Friday, May 30, 2008

A little motivation

Some days, I look down at my M-dot and think "gee, I really dont deserve this". Usually it's when I'm sitting on the couch feeling guilty about deciding to stay in and watch an episode of CSI that I've already seen 5 times rather than go for a run. More often than not, if I'm looking at it while I'm in the process of trying to decide "CSI or run", it will motivate me to go out and run.

It's funny that 7 months (and 10, erh, 15 lbs) later I can still be motivated and pushed along by my Ironman experience even though I'm not really training for anything, and have no plans to train for any big races in the near future. While I was training, it was the thought of finishing that motivated me, and I guess it's still the same today. And I think now 140.6 miles seems longer than it did before I completed it.
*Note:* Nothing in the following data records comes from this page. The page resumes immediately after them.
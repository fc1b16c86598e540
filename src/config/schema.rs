//! Document pack schema types
//!
//! This module defines the core types for `LeaseLens` document packs.
//! These types are deserialized from YAML pack files and stay immutable
//! for the lifetime of a session.

use std::time::Duration;

use serde::{Deserialize, Serialize};

/// Display title used when a clause does not declare one.
pub const DEFAULT_CLAUSE_TITLE: &str = "Clause Analysis";

/// Default interval between analysis sub-steps.
pub const DEFAULT_STEP_INTERVAL: Duration = Duration::from_millis(1500);

/// Default delay between the last sub-step and the dashboard reveal.
pub const DEFAULT_FINALIZE_DELAY: Duration = Duration::from_millis(1000);

/// Default artificial delay before a chat answer is delivered.
pub const DEFAULT_REPLY_DELAY: Duration = Duration::from_millis(1000);

// ============================================================================
// Top-Level Pack
// ============================================================================

/// Root definition of a `LeaseLens` document pack.
///
/// A pack bundles everything one demo session needs: the sample document
/// profile, annotated clauses, the canned chat table with its matching
/// rules, analysis step labels and timing, the risk summary, placeholder
/// notices, and the sample-document chooser entries.
#[derive(Debug, Clone, Serialize, Deserialize)]
#[serde(rename_all = "snake_case")]
pub struct DocumentPack {
    /// Pack name (unique identifier, used for registry lookup)
    pub name: String,

    /// Human-readable pack title
    pub title: String,

    /// Short description shown in pack listings
    pub description: String,

    /// Pack category (e.g., "rental")
    #[serde(default, skip_serializing_if = "Option::is_none")]
    pub category: Option<String>,

    /// The sample document revealed when analysis completes
    pub document: DocumentProfile,

    /// Annotated clauses of the sample document
    pub clauses: Vec<Clause>,

    /// Canned chat table, matching rules, and fallback
    pub chat: ChatConfig,

    /// Analysis step labels and timing
    pub analysis: AnalysisConfig,

    /// Overall risk summary
    pub summary: SummaryConfig,

    /// Placeholder notice texts
    pub notices: Notices,

    /// Sample-document chooser entries
    #[serde(default, skip_serializing_if = "Vec::is_empty")]
    pub samples: Vec<SampleDoc>,
}

impl DocumentPack {
    /// Looks up a clause by identifier.
    #[must_use]
    pub fn clause(&self, id: &str) -> Option<&Clause> {
        self.clauses.iter().find(|c| c.id == id)
    }

    /// Looks up a sample chooser entry by identifier.
    #[must_use]
    pub fn sample(&self, id: &str) -> Option<&SampleDoc> {
        self.samples.iter().find(|s| s.id == id)
    }

    /// Counts clauses at the given risk level.
    #[must_use]
    pub fn risk_count(&self, level: RiskLevel) -> usize {
        self.clauses.iter().filter(|c| c.risk_level == level).count()
    }
}

// ============================================================================
// Document Profile
// ============================================================================

/// Profile of the sample document shown on the overview tab.
#[derive(Debug, Clone, Serialize, Deserialize)]
#[serde(rename_all = "snake_case")]
pub struct DocumentProfile {
    /// Document title (e.g., "Residential Lease Agreement")
    pub title: String,

    /// Document type label (e.g., "Rental Agreement")
    pub doc_type: String,

    /// Parties to the agreement
    pub parties: Parties,

    /// Key lease terms
    pub key_terms: KeyTerms,
}

/// Parties to the sample agreement.
#[derive(Debug, Clone, Serialize, Deserialize)]
#[serde(rename_all = "snake_case")]
pub struct Parties {
    /// Landlord name
    pub landlord: String,

    /// Tenant name
    pub tenant: String,
}

/// Key terms of the sample lease.
#[derive(Debug, Clone, Serialize, Deserialize)]
#[serde(rename_all = "snake_case")]
pub struct KeyTerms {
    /// Monthly rent in whole dollars
    pub monthly_rent: u32,

    /// Security deposit in whole dollars
    pub security_deposit: u32,

    /// Lease term (e.g., "12 months")
    pub lease_term: String,

    /// Early termination fee description
    pub early_termination_fee: String,

    /// Notice-to-vacate period (e.g., "60 days")
    pub notice_to_vacate: String,
}

// ============================================================================
// Clauses
// ============================================================================

/// An annotated clause of the sample document.
#[derive(Debug, Clone, Serialize, Deserialize)]
#[serde(rename_all = "snake_case")]
pub struct Clause {
    /// Clause identifier (unique within the pack)
    pub id: String,

    /// Display title; falls back to [`DEFAULT_CLAUSE_TITLE`] when absent
    #[serde(default, skip_serializing_if = "Option::is_none")]
    pub title: Option<String>,

    /// Original legal text
    pub original: String,

    /// Plain-language simplification
    pub simplified: String,

    /// Risk rating
    pub risk_level: RiskLevel,

    /// Explanatory rationale for the rating
    pub explanation: String,
}

impl Clause {
    /// Returns the display title, falling back to [`DEFAULT_CLAUSE_TITLE`].
    #[must_use]
    pub fn display_title(&self) -> &str {
        self.title.as_deref().unwrap_or(DEFAULT_CLAUSE_TITLE)
    }
}

/// Risk rating for a clause.
///
/// Variants are declared low-to-high so the derived ordering sorts
/// ascending by severity.
#[derive(Debug, Clone, Copy, PartialEq, Eq, PartialOrd, Ord, Serialize, Deserialize)]
#[serde(rename_all = "lowercase")]
pub enum RiskLevel {
    /// Standard or tenant-favorable terms
    Low,
    /// Terms worth reviewing
    Medium,
    /// Unusual or tenant-hostile terms
    High,
}

impl RiskLevel {
    /// Capitalized label for badges (e.g., "High").
    #[must_use]
    pub const fn label(self) -> &'static str {
        match self {
            Self::Low => "Low",
            Self::Medium => "Medium",
            Self::High => "High",
        }
    }
}

impl std::fmt::Display for RiskLevel {
    fn fmt(&self, f: &mut std::fmt::Formatter<'_>) -> std::fmt::Result {
        let s = match self {
            Self::Low => "low",
            Self::Medium => "medium",
            Self::High => "high",
        };
        write!(f, "{s}")
    }
}

// ============================================================================
// Chat
// ============================================================================

/// Canned chat table, matching rules, fallback text, and reply timing.
#[derive(Debug, Clone, Serialize, Deserialize)]
#[serde(rename_all = "snake_case")]
pub struct ChatConfig {
    /// Ordered canned question/answer table
    pub canned: Vec<CannedQa>,

    /// Keyword-pair matching rules, in priority order
    pub rules: Vec<MatchRule>,

    /// Fallback answer when no rule matches
    pub fallback: String,

    /// Quick-action shortcuts shown on the overview tab
    #[serde(default, skip_serializing_if = "Vec::is_empty")]
    pub shortcuts: Vec<QuickShortcut>,

    /// Artificial reply delay (humantime string, e.g., "1s")
    #[serde(default, skip_serializing_if = "Option::is_none")]
    pub reply_delay: Option<String>,
}

impl ChatConfig {
    /// Parsed reply delay, falling back to [`DEFAULT_REPLY_DELAY`].
    #[must_use]
    pub fn reply_delay(&self) -> Duration {
        parse_pack_duration(self.reply_delay.as_deref()).unwrap_or(DEFAULT_REPLY_DELAY)
    }
}

/// A canned question/answer pair.
#[derive(Debug, Clone, Serialize, Deserialize)]
#[serde(rename_all = "snake_case")]
pub struct CannedQa {
    /// Canonical question text
    pub question: String,

    /// Fixed answer text
    pub answer: String,
}

/// A keyword-pair matching rule.
///
/// The rule is satisfied for a canned entry when the user input contains
/// `trigger` and the entry's question contains `requires` (both lowercase
/// substring containment).
#[derive(Debug, Clone, Serialize, Deserialize)]
#[serde(rename_all = "snake_case")]
pub struct MatchRule {
    /// Substring expected in the user input
    pub trigger: String,

    /// Substring expected in the canned question text
    pub requires: String,
}

/// A labeled shortcut that submits a fixed question.
#[derive(Debug, Clone, Serialize, Deserialize)]
#[serde(rename_all = "snake_case")]
pub struct QuickShortcut {
    /// Button label (e.g., "Ask About Rent")
    pub label: String,

    /// Question submitted when the shortcut is invoked
    pub question: String,
}

// ============================================================================
// Analysis
// ============================================================================

/// Analysis step labels and timing.
#[derive(Debug, Clone, Serialize, Deserialize)]
#[serde(rename_all = "snake_case")]
pub struct AnalysisConfig {
    /// Ordered sub-step labels shown on the progress screen
    pub steps: Vec<String>,

    /// Interval between sub-steps (humantime string, e.g., "1500ms")
    #[serde(default, skip_serializing_if = "Option::is_none")]
    pub step_interval: Option<String>,

    /// Delay between the last sub-step and the dashboard reveal
    #[serde(default, skip_serializing_if = "Option::is_none")]
    pub finalize_delay: Option<String>,
}

impl AnalysisConfig {
    /// Parsed step interval, falling back to [`DEFAULT_STEP_INTERVAL`].
    #[must_use]
    pub fn step_interval(&self) -> Duration {
        parse_pack_duration(self.step_interval.as_deref()).unwrap_or(DEFAULT_STEP_INTERVAL)
    }

    /// Parsed finalize delay, falling back to [`DEFAULT_FINALIZE_DELAY`].
    #[must_use]
    pub fn finalize_delay(&self) -> Duration {
        parse_pack_duration(self.finalize_delay.as_deref()).unwrap_or(DEFAULT_FINALIZE_DELAY)
    }
}

// ============================================================================
// Summary
// ============================================================================

/// Overall risk summary shown on the summary tab.
#[derive(Debug, Clone, Serialize, Deserialize)]
#[serde(rename_all = "snake_case")]
pub struct SummaryConfig {
    /// Overall risk score out of ten
    pub risk_score: u8,

    /// Free-text recommendation lines
    #[serde(default, skip_serializing_if = "Vec::is_empty")]
    pub recommendations: Vec<String>,
}

// ============================================================================
// Notices
// ============================================================================

/// Placeholder notice texts for unimplemented surfaces.
#[derive(Debug, Clone, Serialize, Deserialize)]
#[serde(rename_all = "snake_case")]
pub struct Notices {
    /// Shown when the download action is invoked
    pub download: String,

    /// Shown when the share action is invoked
    pub share: String,

    /// Template shown for non-analyzable samples; `{subject}` is replaced
    /// with the sample's subject text
    pub unsupported_sample: String,
}

impl Notices {
    /// Renders the unsupported-sample notice for the given subject.
    #[must_use]
    pub fn unsupported_for(&self, subject: &str) -> String {
        self.unsupported_sample.replace("{subject}", subject)
    }
}

// ============================================================================
// Samples
// ============================================================================

/// A sample-document chooser entry.
#[derive(Debug, Clone, Serialize, Deserialize)]
#[serde(rename_all = "snake_case")]
pub struct SampleDoc {
    /// Sample identifier (e.g., "rental")
    pub id: String,

    /// Chooser label
    pub label: String,

    /// Whether selecting this sample starts analysis; non-analyzable
    /// samples produce the unsupported-sample notice instead
    #[serde(default)]
    pub analyzable: bool,

    /// Subject substituted into the unsupported-sample notice
    #[serde(default, skip_serializing_if = "Option::is_none")]
    pub subject: Option<String>,
}

// ============================================================================
// Helpers
// ============================================================================

/// Parses an optional humantime duration string.
///
/// Unparseable values yield `None`; the validator reports them, so
/// accessors can fall back to defaults without surfacing errors.
fn parse_pack_duration(s: Option<&str>) -> Option<Duration> {
    s.and_then(|raw| humantime::parse_duration(raw.trim()).ok())
}

// ============================================================================
// Tests
// ============================================================================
Dawn had this posted on her blog, I found it pretty relevant:

Ironman It follows you everywhere. Like an ever-present shadow or an alter ego, and at times it can follow you like an annoying guilt-inducing time management stalker. But most often it follows you around as a confidence-inspiring best friend. Ironman is always with you.
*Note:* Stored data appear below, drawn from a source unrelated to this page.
//! Observability: logging setup and the structured session event stream.

pub mod events;
pub mod logging;

pub use events::{Event, EventEmitter, NoticeKind, SessionSummary, StopReason};
pub use logging::{LogFormat, init_logging, verbosity_to_directive};
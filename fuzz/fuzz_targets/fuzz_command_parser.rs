#![no_main]

use leaselens::session::SessionCommand;
use libfuzzer_sys::fuzz_target;

fuzz_target!(|data: &[u8]| {
    if let Ok(line) = std::str::from_utf8(data) {
        // Arbitrary input must parse, fail cleanly, or be empty; never panic
        let _ = SessionCommand::parse(line);
    }
});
You realize in this crazy and dynamic sport that Ironman is not just a logo on the products that appear everywhere around us---on supermarket shelves, in clothing stores and bike stores. Ironman is not just a race or a goal. Ironman is a life-changing experience that irrevocably gifts you with intense lessons about yourself and a fitness level that is often unsurpassed.
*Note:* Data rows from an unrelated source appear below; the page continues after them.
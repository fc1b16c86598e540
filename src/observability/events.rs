//! Structured event stream for `LeaseLens` sessions.
//!
//! Discrete, typed events emitted while a session runs.  Events are
//! serialized as newline-delimited JSON (JSONL) and include a monotonically
//! increasing sequence number for ordering guarantees.

use std::io::{BufWriter, Write};
use std::path::Path;
use std::sync::Mutex;
use std::sync::atomic::{AtomicU64, Ordering};

use chrono::{DateTime, Utc};
use serde::Serialize;

use crate::config::RiskLevel;

// ---------------------------------------------------------------------------
// Supporting types
// ---------------------------------------------------------------------------

/// Why the session stopped.
#[derive(Debug, Clone, Copy, PartialEq, Eq, Serialize)]
#[serde(rename_all = "snake_case")]
pub enum StopReason {
    /// The user issued `quit`.
    Quit,
    /// Stdin closed.
    Eof,
    /// Interrupted by a shutdown signal.
    Interrupted,
    /// Unrecoverable error.
    Error,
}

/// Which placeholder notice was shown.
#[derive(Debug, Clone, Copy, PartialEq, Eq, Serialize)]
#[serde(rename_all = "snake_case")]
pub enum NoticeKind {
    /// The download action.
    Download,
    /// The share action.
    Share,
    /// A sample document outside the pack's supported category.
    UnsupportedSample,
}

/// Summary statistics emitted when the session stops.
#[derive(Debug, Clone, Serialize)]
pub struct SessionSummary {
    /// Total commands handled.
    pub commands: u64,
    /// Chat questions asked.
    pub questions: u64,
    /// Analysis runs started.
    pub analyses: u64,
    /// Clause detail views opened.
    pub clauses_opened: u64,
    /// Placeholder notices shown.
    pub notices: u64,
    /// Uptime in seconds.
    pub uptime_secs: f64,
}

impl std::fmt::Display for SessionSummary {
    fn fmt(&self, f: &mut std::fmt::Formatter<'_>) -> std::fmt::Result {
        write!(
            f,
            "commands={} questions={} analyses={} clauses={} notices={} uptime={:.1}s",
            self.commands,
            self.questions,
            self.analyses,
            self.clauses_opened,
            self.notices,
            self.uptime_secs,
        )
    }
}

// ---------------------------------------------------------------------------
// Event variants
// ---------------------------------------------------------------------------

/// A discrete event emitted during a `LeaseLens` session.
///
/// Each variant is tagged with `"type"` when serialized to JSON so consumers
/// can dispatch on the event kind.
#[derive(Debug, Clone, Serialize)]
#[serde(tag = "type", rename_all = "snake_case")]
pub enum Event {
    /// A session began and the home screen was shown.
    SessionStarted {
        /// When the session started.
        timestamp: DateTime<Utc>,
        /// Name of the active document pack.
        pack: String,
    },

    /// The session ended.
    SessionEnded {
        /// When the session ended.
        timestamp: DateTime<Utc>,
        /// Why the session ended.
        reason: StopReason,
        /// Session summary statistics.
        #[serde(skip_serializing_if = "Option::is_none")]
        summary: Option<SessionSummary>,
    },

    /// The active screen changed.
    SectionChanged {
        /// When the change occurred.
        timestamp: DateTime<Utc>,
        /// Screen that was left.
        from: String,
        /// Screen that was entered.
        to: String,
    },

    /// The active dashboard tab changed.
    TabChanged {
        /// When the change occurred.
        timestamp: DateTime<Utc>,
        /// Tab that was left.
        from: String,
        /// Tab that was entered.
        to: String,
    },

    /// An analysis run was accepted and its timers started.
    AnalysisStarted {
        /// When the run started.
        timestamp: DateTime<Utc>,
        /// Number of steps in the run.
        steps: usize,
    },

    /// One analysis step finished.
    StepMarked {
        /// When the step was marked.
        timestamp: DateTime<Utc>,
        /// Zero-based index of the step.
        index: usize,
        /// Display label of the step.
        label: String,
    },

    /// All analysis steps finished and the dashboard became available.
    AnalysisCompleted {
        /// When the run finished.
        timestamp: DateTime<Utc>,
        /// Wall-clock duration of the run in milliseconds.
        elapsed_ms: u64,
    },

    /// The analyzed document was loaded into the session.
    DocumentLoaded {
        /// When the document was loaded.
        timestamp: DateTime<Utc>,
        /// Document title from the pack.
        title: String,
    },

    /// The user submitted a chat question.
    QuestionAsked {
        /// When the question was submitted.
        timestamp: DateTime<Utc>,
        /// The question text as typed.
        question: String,
        /// Whether a canned answer matched.
        matched: bool,
    },

    /// The bot reply was delivered after its canned delay.
    AnswerDelivered {
        /// When the reply was delivered.
        timestamp: DateTime<Utc>,
        /// Index of the canned entry that answered, or `None` for the
        /// fallback answer.
        canned_index: Option<usize>,
    },

    /// A clause detail view was opened.
    ClauseOpened {
        /// When the view was opened.
        timestamp: DateTime<Utc>,
        /// Id of the clause.
        clause_id: String,
        /// Risk level of the clause.
        risk_level: RiskLevel,
    },

    /// The open clause detail view was dismissed.
    ClauseDismissed {
        /// When the view was dismissed.
        timestamp: DateTime<Utc>,
        /// Id of the clause that was open.
        clause_id: String,
    },

    /// A placeholder notice was shown instead of a real action.
    NoticeShown {
        /// When the notice was shown.
        timestamp: DateTime<Utc>,
        /// Which notice.
        notice: NoticeKind,
    },
}

// ---------------------------------------------------------------------------
// Envelope (adds sequence number via serde flatten)
// ---------------------------------------------------------------------------

/// Wraps an [`Event`] with a sequence number and the owning session id.
///
/// The session id rides in the envelope rather than in each variant so
/// every line of an appended multi-session log stays attributable.
#[derive(Debug, Serialize)]
struct EventEnvelope<'a> {
    /// Zero-based, monotonically increasing sequence counter.
    sequence: u64,
    /// Id of the session that emitted the event, when known.
    #[serde(skip_serializing_if = "Option::is_none")]
    session_id: Option<&'a str>,
    /// The wrapped event (flattened into the same JSON object).
    #[serde(flatten)]
    event: Event,
}

// ---------------------------------------------------------------------------
// Emitter
// ---------------------------------------------------------------------------

/// Thread-safe, buffered JSONL event writer.
///
/// Each call to [`emit`](Self::emit) atomically increments the sequence
/// counter, serializes the event as a single JSON line, and flushes the
/// underlying writer.  Serialization or I/O failures are silently dropped
/// because observability must never crash the session.
pub struct EventEmitter {
    writer: Mutex<BufWriter<Box<dyn Write + Send>>>,
    sequence: AtomicU64,
    session_id: Option<String>,
}

// Box<dyn Write> is not Debug, so provide a manual impl.
impl std::fmt::Debug for EventEmitter {
    fn fmt(&self, f: &mut std::fmt::Formatter<'_>) -> std::fmt::Result {
        f.debug_struct("EventEmitter")
            .field("sequence", &self.sequence.load(Ordering::Relaxed))
            .finish_non_exhaustive()
    }
}

impl EventEmitter {
    /// Creates an emitter that writes to the given writer.
    #[must_use]
    pub fn new(writer: Box<dyn Write + Send>) -> Self {
        Self {
            writer: Mutex::new(BufWriter::new(writer)),
            sequence: AtomicU64::new(0),
            session_id: None,
        }
    }

    /// Stamps every subsequent envelope with the given session id.
    #[must_use]
    pub fn with_session(mut self, session_id: impl Into<String>) -> Self {
        self.session_id = Some(session_id.into());
        self
    }

    /// Creates an emitter that writes to stderr.
    ///
    /// Stderr does not conflict with the interactive console, which owns
    /// stdout.  `--events -` on the command line maps here.
    #[must_use]
    pub fn stderr() -> Self {
        Self::new(Box::new(std::io::stderr()))
    }

    /// Creates an emitter that silently discards all events.
    ///
    /// The default when no `--events` destination is given.
    #[must_use]
    pub fn noop() -> Self {
        Self::new(Box::new(std::io::sink()))
    }

    /// Creates an emitter that appends to a file at `path`.
    ///
    /// # Errors
    ///
    /// Returns an I/O error if the file cannot be created or opened.
    pub fn from_file(path: &Path) -> std::io::Result<Self> {
        let file = std::fs::OpenOptions::new()
            .create(true)
            .append(true)
            .open(path)?;
        Ok(Self::new(Box::new(file)))
    }

    /// Emits an event as a single JSONL line.
    ///
    /// Failures are silently dropped; the sequence number still advances so
    /// [`event_count`](Self::event_count) reflects every call.
    pub fn emit(&self, event: Event) {
        let seq = self.sequence.fetch_add(1, Ordering::SeqCst);
        let envelope = EventEnvelope {
            sequence: seq,
            session_id: self.session_id.as_deref(),
            event,
        };

        if let Ok(mut w) = self.writer.lock() {
            if let Ok(line) = serde_json::to_string(&envelope) {
                let _ = writeln!(w, "{line}");
                let _ = w.flush();
            }
        }
    }

    /// Returns the number of events emitted so far.
    #[must_use]
    pub fn event_count(&self) -> u64 {
        self.sequence.load(Ordering::Relaxed)
    }

    /// Flushes the underlying writer.
    ///
    /// Call this before shutdown to ensure all buffered events reach disk.
    /// Flush failures are silently ignored.
    pub fn flush(&self) {
        if let Ok(mut w) = self.writer.lock() {
            let _ = w.flush();
        }
    }
}

// ---------------------------------------------------------------------------
// Tests
// ---------------------------------------------------------------------------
Whether you are training to race in your first Ironman, or you’ve finished nine World Championship Ironman races in Hawaii, this experience stays with you. When you mention the words of Ironman triathlon to other people, it changes things. It changes things in you, and it changes things in them. Telling someone you’re an Ironman or that you are going to do one commits you in a binding way. It has been said that when you fully commit to something or someone, you find it easier to tell other people. It’s also been said that once you are fully committed to something or someone, you are bound by your word and your internal commitment to yourself.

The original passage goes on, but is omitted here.